Operations 5 min read

Mastering Load Balancing: Types, Algorithms, and Best Practices

This article outlines the three main load‑balancing methods—DNS, hardware, and software—detailing their advantages and drawbacks, then explains common algorithms such as round‑robin, weighted round‑robin, least‑connections, performance‑based, and hash, and provides guidance on combining them for optimal architecture.

Java High-Performance Architecture
Java High-Performance Architecture
Java High-Performance Architecture
Mastering Load Balancing: Types, Algorithms, and Best Practices

1. Load Balancing Classification

1. DNS Load Balancing

The idea is that DNS resolution of the same domain name can return different IP addresses, enabling geographic load distribution (e.g., northern users to Beijing data center, southern users to Shenzhen).

Advantages:

Simple and low cost; handled directly by DNS servers without extra maintenance.

Proximity access improves response speed.

Disadvantages:

Long DNS cache TTL leads to delayed updates.

DNS control resides with the domain registrar, limiting custom extensions.

2. Hardware Load Balancing

Implemented via dedicated hardware devices such as F5 or A10.

Advantages:

Powerful features, support for multiple load‑balancing levels, various algorithms, and global load balancing.

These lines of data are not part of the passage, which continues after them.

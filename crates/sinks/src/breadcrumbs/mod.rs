//! File-backed breadcrumb storage
//!
//! Breadcrumbs are small JSON records describing what the application did
//! before a crash. They are appended to a per-session rotating pair so the
//! next session can attach them to the crash report:
//!
//! ```text
//! bt-breadcrumbs-0_{id}_{ts}   main, newest breadcrumbs
//! bt-breadcrumbs-1_{id}_{ts}   fallback, the generation before
//! ```
//!
//! The configured maximum is split evenly across the two files.

mod model;

use std::path::PathBuf;

use backlog_storage::session::name;
use backlog_storage::{FileSystem, SessionFiles};
use chrono::Utc;
use parking_lot::Mutex;

use crate::common::{Result, WriterError};
use crate::rotating::{RotatingWriter, RotationLimits};

pub use model::{Breadcrumb, BreadcrumbLogLevel, BreadcrumbType, RawBreadcrumb};

/// Prefix shared by both breadcrumb files
pub const BREADCRUMBS_FILE_PREFIX: &str = "bt-breadcrumbs";

/// Logical file name of breadcrumb file `index` (0 = main, 1 = fallback)
pub fn breadcrumbs_file_name(index: usize) -> String {
    format!("{BREADCRUMBS_FILE_PREFIX}-{index}")
}

/// Capacity of the breadcrumb pair
#[derive(Debug, Clone, Copy, PartialEq, Eq)]
pub struct BreadcrumbLimits {
    /// Breadcrumbs across both files
    pub maximum_breadcrumbs: u64,

    /// Bytes across both files; also the largest single breadcrumb kept
    pub maximum_total_size: Option<u64>,
}

impl Default for BreadcrumbLimits {
    fn default() -> Self {
        Self {
            maximum_breadcrumbs: 100,
            maximum_total_size: None,
        }
    }
}

impl BreadcrumbLimits {
    fn rotation(&self) -> RotationLimits {
        RotationLimits {
            max_lines: Some((self.maximum_breadcrumbs / 2).max(1)),
            max_size: self.maximum_total_size.map(|size| (size / 2).max(1)),
        }
    }
}

/// Breadcrumbs of one session, persisted through a [`RotatingWriter`]
#[derive(Debug)]
pub struct BreadcrumbsStorage {
    writer: RotatingWriter,
    maximum_total_size: Option<u64>,
    /// Held while a breadcrumb is written, so ids reach disk in order
    last_id: Mutex<u64>,
}

impl BreadcrumbsStorage {
    /// Create the storage for `session`
    ///
    /// # Errors
    ///
    /// Fails if the session is cleared or `maximum_breadcrumbs` is zero.
    pub fn create(session: &SessionFiles, limits: BreadcrumbLimits) -> Result<Self> {
        if limits.maximum_breadcrumbs == 0 {
            return Err(WriterError::invalid_limit("maximum_breadcrumbs"));
        }

        let writer = RotatingWriter::for_session(
            session,
            &breadcrumbs_file_name(0),
            &breadcrumbs_file_name(1),
            limits.rotation(),
        )?;

        Ok(Self {
            writer,
            maximum_total_size: limits.maximum_total_size,
            last_id: Mutex::new(Utc::now().timestamp().max(0) as u64),
        })
    }

    /// Id of the most recently added breadcrumb
    pub fn last_breadcrumb_id(&self) -> u64 {
        *self.last_id.lock()
    }

    /// Underlying writer
    pub fn writer(&self) -> &RotatingWriter {
        &self.writer
    }

    /// Both breadcrumb files, main first
    pub fn files(&self) -> [PathBuf; 2] {
        [
            self.writer.main_path().to_path_buf(),
            self.writer.fallback_path().to_path_buf(),
        ]
    }

    /// Persist a breadcrumb and return its id
    ///
    /// A breadcrumb larger than the total size limit is dropped; its id is
    /// still consumed and returned.
    ///
    /// # Errors
    ///
    /// Returns [`WriterError::Disposed`] after [`dispose`](Self::dispose).
    pub fn add(&self, raw: RawBreadcrumb) -> Result<u64> {
        let mut last_id = self.last_id.lock();
        *last_id += 1;
        let id = *last_id;

        let breadcrumb = Breadcrumb {
            id,
            message: raw.message,
            timestamp: Utc::now().timestamp_millis(),
            breadcrumb_type: raw.breadcrumb_type,
            level: raw.level,
            attributes: raw.attributes,
        };
        let line = serde_json::to_string(&breadcrumb)?;

        if let Some(max) = self.maximum_total_size
            && line.len() as u64 > max
        {
            tracing::debug!(id, size = line.len(), max, "breadcrumb exceeds size limit, dropped");
            return Ok(id);
        }

        self.writer.write_line(line)?;
        Ok(id)
    }

    /// Close the files and reject further breadcrumbs
    pub fn dispose(&self) {
        self.writer.dispose();
    }

    /// Breadcrumb files owned by any session, main first
    ///
    /// Used to harvest the residue of a previous session.
    ///
    /// # Errors
    ///
    /// Fails if the session has been cleared.
    pub fn session_files(session: &SessionFiles) -> backlog_storage::Result<Vec<PathBuf>> {
        let mut files: Vec<PathBuf> = session
            .get_session_files()?
            .into_iter()
            .filter(|path| {
                path.file_name()
                    .and_then(|file| file.to_str())
                    .and_then(name::decode)
                    .is_some_and(|decoded| decoded.prefix.starts_with(BREADCRUMBS_FILE_PREFIX))
            })
            .collect();
        files.sort();
        files.truncate(2);
        Ok(files)
    }
}

/// Load breadcrumbs from `files`, oldest first
///
/// Missing files and lines that are not breadcrumbs are skipped.
pub fn read_breadcrumbs(fs: &dyn FileSystem, files: &[PathBuf]) -> Vec<Breadcrumb> {
    let mut breadcrumbs = Vec::new();

    for path in files {
        let contents = match fs.read_to_string(path) {
            Ok(contents) => contents,
            Err(e) => {
                tracing::debug!(path = %path.display(), error = %e, "breadcrumb file not readable");
                continue;
            }
        };

        for line in contents.lines().filter(|line| !line.trim().is_empty()) {
            match serde_json::from_str::<Breadcrumb>(line) {
                Ok(breadcrumb) => breadcrumbs.push(breadcrumb),
                Err(e) => {
                    tracing::debug!(path = %path.display(), error = %e, "skipping malformed breadcrumb");
                }
            }
        }
    }

    breadcrumbs.sort_by_key(|breadcrumb| breadcrumb.id);
    breadcrumbs
}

High performance, capable of handling over one million concurrent connections.

High stability.

Additional security functions like firewall and DDoS protection.

Disadvantages:

Expensive, costing tens of thousands to hundreds of thousands.

Limited scalability.

3. Software Load Balancing

Implemented with software such as Nginx (layer‑7) and LVS (layer‑4).

Compared with hardware, performance is lower (Nginx ~50k requests/second vs. hardware million‑level) but cost is much cheaper.

Advantages:

Simple

Cheap

Flexible

Disadvantages:

Average performance

Lacks built‑in security features like firewall.

Typical Load Balancing Architecture

DNS, hardware, and software methods can be combined following basic principles:

DNS for geographic‑level load balancing.

Hardware for cluster‑level load balancing.

Software for machine‑level load balancing.

2. Load Balancing Algorithms

1. Round Robin

Requests are assigned to servers sequentially, ignoring current load or server capacity; works as long as servers are operational.

2. Weighted Round Robin

An improvement over round robin that assigns weights to servers; higher‑weight servers receive more requests.

3. Least Connections

Assigns tasks to the server with the lowest current load, e.g., LVS uses connection count, Nginx uses HTTP request count.

4. Performance‑Based

Prioritizes servers with the fastest processing speed, using response time as the metric; sampling is used to reduce measurement overhead.

5. Hash

Hashes key request information (e.g., IP) so that identical hashes route to the same server, useful for session affinity.

Conclusion

Content compiled from “Learning Architecture from Scratch”.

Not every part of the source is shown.